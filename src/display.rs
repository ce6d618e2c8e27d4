// Copyright (C) 2020-2026 Andy Kurnia.

use super::{alphabet, board, board_layout};

#[inline(always)]
pub fn empty_label(board: &board::Board, row: i8, col: i8) -> &'static str {
    if row == board.star_row() && col == board.star_col() {
        return "*";
    }
    match board.bonus_at(row, col) {
        board_layout::BonusKind::TripleWord => "=",
        board_layout::BonusKind::DoubleWord => "-",
        board_layout::BonusKind::TripleLetter => "\"",
        board_layout::BonusKind::DoubleLetter => "'",
        board_layout::BonusKind::None => ".",
    }
}

#[inline(always)]
pub fn board_label<'a>(
    alphabet: &'a alphabet::Alphabet<'a>,
    board: &board::Board,
    row: i8,
    col: i8,
) -> &'a str {
    alphabet
        .from_board(board.tile_at(row, col))
        .unwrap_or_else(|| empty_label(board, row, col))
}

// Rows are lettered a.. and columns numbered 1.., as in placements.
pub fn fmt_board<'a>(alphabet: &'a alphabet::Alphabet<'a>, board: &board::Board) -> Vec<String> {
    let dim = board.dim();
    let mut lines = Vec::with_capacity(dim.rows as usize + 4);
    let mut header = String::from("   ");
    for c in 0..dim.cols {
        header.push_str(&format!("{:>2}", c + 1));
    }
    let border = format!("  +{}+", "-".repeat(2 * dim.cols as usize + 1));
    lines.push(header.clone());
    lines.push(border.clone());
    for r in 0..dim.rows {
        let mut line = format!("{} |", ((r as u8) + b'a') as char);
        for c in 0..dim.cols {
            line.push(' ');
            line.push_str(board_label(alphabet, board, r, c));
        }
        line.push_str(" |");
        lines.push(line);
    }
    lines.push(border);
    lines.push(header);
    lines
}

pub fn print_board<'a>(alphabet: &'a alphabet::Alphabet<'a>, board: &board::Board) {
    for line in fmt_board(alphabet, board) {
        println!("{}", line);
    }
}
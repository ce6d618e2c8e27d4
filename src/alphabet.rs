// Copyright (C) 2020-2026 Andy Kurnia.

// Machine tiles: 0 is the blank (on a rack) or an empty square (on a board),
// 1..=26 are the natural letters a..z, and 0x80 | t is a blank played as t.
// Text uses lowercase for natural tiles, uppercase for a blank played as
// that letter, and '*' for an unplayed blank.

use super::error;

pub const BLANK: u8 = 0;
pub const BLANK_FLAG: u8 = 0x80;

pub struct Tile<'a> {
    label: &'a str,
    blank_label: &'a str,
    freq: u8,
    score: i8,
}

pub struct StaticAlphabet<'a> {
    tiles: &'a [Tile<'a>],
    num_tiles: u16,
}

pub enum Alphabet<'a> {
    Static(StaticAlphabet<'a>),
}

// The letter regardless of how it was played.
#[inline(always)]
pub fn letter_of(tile: u8) -> u8 {
    tile & !BLANK_FLAG
}

#[inline(always)]
pub fn is_blank_played(tile: u8) -> bool {
    tile & BLANK_FLAG != 0
}

// What a board tile took from the rack: the blank for 0x81, else itself.
#[inline(always)]
pub fn rack_tile_of(tile: u8) -> u8 {
    tile & !((tile as i8) >> 7) as u8
}

impl<'a> Alphabet<'a> {
    #[inline(always)]
    pub fn len(&self) -> u8 {
        match self {
            Alphabet::Static(x) => x.tiles.len() as u8,
        }
    }

    #[inline(always)]
    pub fn is_empty(&self) -> bool {
        self.len() == 0
    }

    #[inline(always)]
    pub fn get(&self, idx: u8) -> &'a Tile<'a> {
        match self {
            Alphabet::Static(x) => &x.tiles[idx as usize],
        }
    }

    #[inline(always)]
    pub fn num_tiles(&self) -> u16 {
        match self {
            Alphabet::Static(x) => x.num_tiles,
        }
    }

    #[inline(always)]
    pub fn from_board(&self, idx: u8) -> Option<&'a str> {
        let c = letter_of(idx);
        if c == 0 || c >= self.len() {
            None
        } else if is_blank_played(idx) {
            Some(self.get(c).blank_label)
        } else {
            Some(self.get(c).label)
        }
    }

    #[inline(always)]
    pub fn from_rack(&self, idx: u8) -> Option<&'a str> {
        if idx >= self.len() {
            None
        } else {
            Some(self.get(idx).label)
        }
    }

    // Face value; a blank played as a letter is worth the blank's value.
    #[inline(always)]
    pub fn score(&self, idx: u8) -> i8 {
        self.get(rack_tile_of(idx)).score
    }

    #[inline(always)]
    pub fn freq(&self, idx: u8) -> u8 {
        self.get(idx).freq
    }

    // Parses one character of a placement or exchange.
    pub fn tile_from_char(&self, c: char) -> Option<u8> {
        if c == '*' {
            return Some(BLANK);
        }
        for idx in 1..self.len() {
            let tile = self.get(idx);
            if tile.label.chars().eq(std::iter::once(c)) {
                return Some(idx);
            }
            if tile.blank_label.chars().eq(std::iter::once(c)) {
                return Some(idx | BLANK_FLAG);
            }
        }
        None
    }

    pub fn parse_tiles(&self, s: &str) -> error::Returns<Vec<u8>> {
        let mut v = Vec::with_capacity(s.len());
        for c in s.chars() {
            match self.tile_from_char(c) {
                Some(tile) => v.push(tile),
                None => {
                    return_error!(format!("invalid letter {:?} in {:?}", c, s));
                }
            }
        }
        Ok(v)
    }

    pub fn fmt_word(&self, word: &[u8]) -> String {
        word.iter()
            .filter_map(|&tile| self.from_board(tile))
            .collect()
    }

    pub fn fmt_rack(&self, rack: &[u8]) -> String {
        rack.iter()
            .filter_map(|&tile| self.from_rack(tile))
            .collect()
    }

    // Lowercase spelling used for dictionary lookups.
    pub fn fmt_lookup(&self, word: &[u8]) -> String {
        word.iter()
            .filter_map(|&tile| self.from_rack(letter_of(tile)))
            .collect()
    }
}

pub static ENGLISH_ALPHABET: Alphabet = Alphabet::Static(StaticAlphabet {
    tiles: &[
        Tile {
            label: "*",
            blank_label: "*",
            freq: 2,
            score: 0,
        },
        Tile {
            label: "a",
            blank_label: "A",
            freq: 9,
            score: 1,
        },
        Tile {
            label: "b",
            blank_label: "B",
            freq: 2,
            score: 3,
        },
        Tile {
            label: "c",
            blank_label: "C",
            freq: 2,
            score: 3,
        },
        Tile {
            label: "d",
            blank_label: "D",
            freq: 4,
            score: 2,
        },
        Tile {
            label: "e",
            blank_label: "E",
            freq: 12,
            score: 1,
        },
        Tile {
            label: "f",
            blank_label: "F",
            freq: 2,
            score: 4,
        },
        Tile {
            label: "g",
            blank_label: "G",
            freq: 3,
            score: 2,
        },
        Tile {
            label: "h",
            blank_label: "H",
            freq: 2,
            score: 4,
        },
        Tile {
            label: "i",
            blank_label: "I",
            freq: 9,
            score: 1,
        },
        Tile {
            label: "j",
            blank_label: "J",
            freq: 1,
            score: 8,
        },
        Tile {
            label: "k",
            blank_label: "K",
            freq: 1,
            score: 5,
        },
        Tile {
            label: "l",
            blank_label: "L",
            freq: 4,
            score: 1,
        },
        Tile {
            label: "m",
            blank_label: "M",
            freq: 2,
            score: 3,
        },
        Tile {
            label: "n",
            blank_label: "N",
            freq: 6,
            score: 1,
        },
        Tile {
            label: "o",
            blank_label: "O",
            freq: 8,
            score: 1,
        },
        Tile {
            label: "p",
            blank_label: "P",
            freq: 2,
            score: 3,
        },
        Tile {
            label: "q",
            blank_label: "Q",
            freq: 1,
            score: 10,
        },
        Tile {
            label: "r",
            blank_label: "R",
            freq: 6,
            score: 1,
        },
        Tile {
            label: "s",
            blank_label: "S",
            freq: 4,
            score: 1,
        },
        Tile {
            label: "t",
            blank_label: "T",
            freq: 6,
            score: 1,
        },
        Tile {
            label: "u",
            blank_label: "U",
            freq: 4,
            score: 1,
        },
        Tile {
            label: "v",
            blank_label: "V",
            freq: 2,
            score: 4,
        },
        Tile {
            label: "w",
            blank_label: "W",
            freq: 2,
            score: 4,
        },
        Tile {
            label: "x",
            blank_label: "X",
            freq: 1,
            score: 8,
        },
        Tile {
            label: "y",
            blank_label: "Y",
            freq: 2,
            score: 4,
        },
        Tile {
            label: "z",
            blank_label: "Z",
            freq: 1,
            score: 10,
        },
    ],
    num_tiles: 100,
});

pub fn make_english_alphabet() -> &'static Alphabet<'static> {
    &ENGLISH_ALPHABET
}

· · · ·

*Problem requirements:* The entries above hold a line with "placement or exchange." and a later line with "for dictionary lookups.". Write out exactly those lines and all lines between, nothing more.

*Finished exercise:*
    // Parses one character of a placement or exchange.
    pub fn tile_from_char(&self, c: char) -> Option<u8> {
        if c == '*' {
            return Some(BLANK);
        }
        for idx in 1..self.len() {
            let tile = self.get(idx);
            if tile.label.chars().eq(std::iter::once(c)) {
                return Some(idx);
            }
            if tile.blank_label.chars().eq(std::iter::once(c)) {
                return Some(idx | BLANK_FLAG);
            }
        }
        None
    }

    pub fn parse_tiles(&self, s: &str) -> error::Returns<Vec<u8>> {
        let mut v = Vec::with_capacity(s.len());
        for c in s.chars() {
            match self.tile_from_char(c) {
                Some(tile) => v.push(tile),
                None => {
                    return_error!(format!("invalid letter {:?} in {:?}", c, s));
                }
            }
        }
        Ok(v)
    }

    pub fn fmt_word(&self, word: &[u8]) -> String {
        word.iter()
            .filter_map(|&tile| self.from_board(tile))
            .collect()
    }

    pub fn fmt_rack(&self, rack: &[u8]) -> String {
        rack.iter()
            .filter_map(|&tile| self.from_rack(tile))
            .collect()
    }

    // Lowercase spelling used for dictionary lookups.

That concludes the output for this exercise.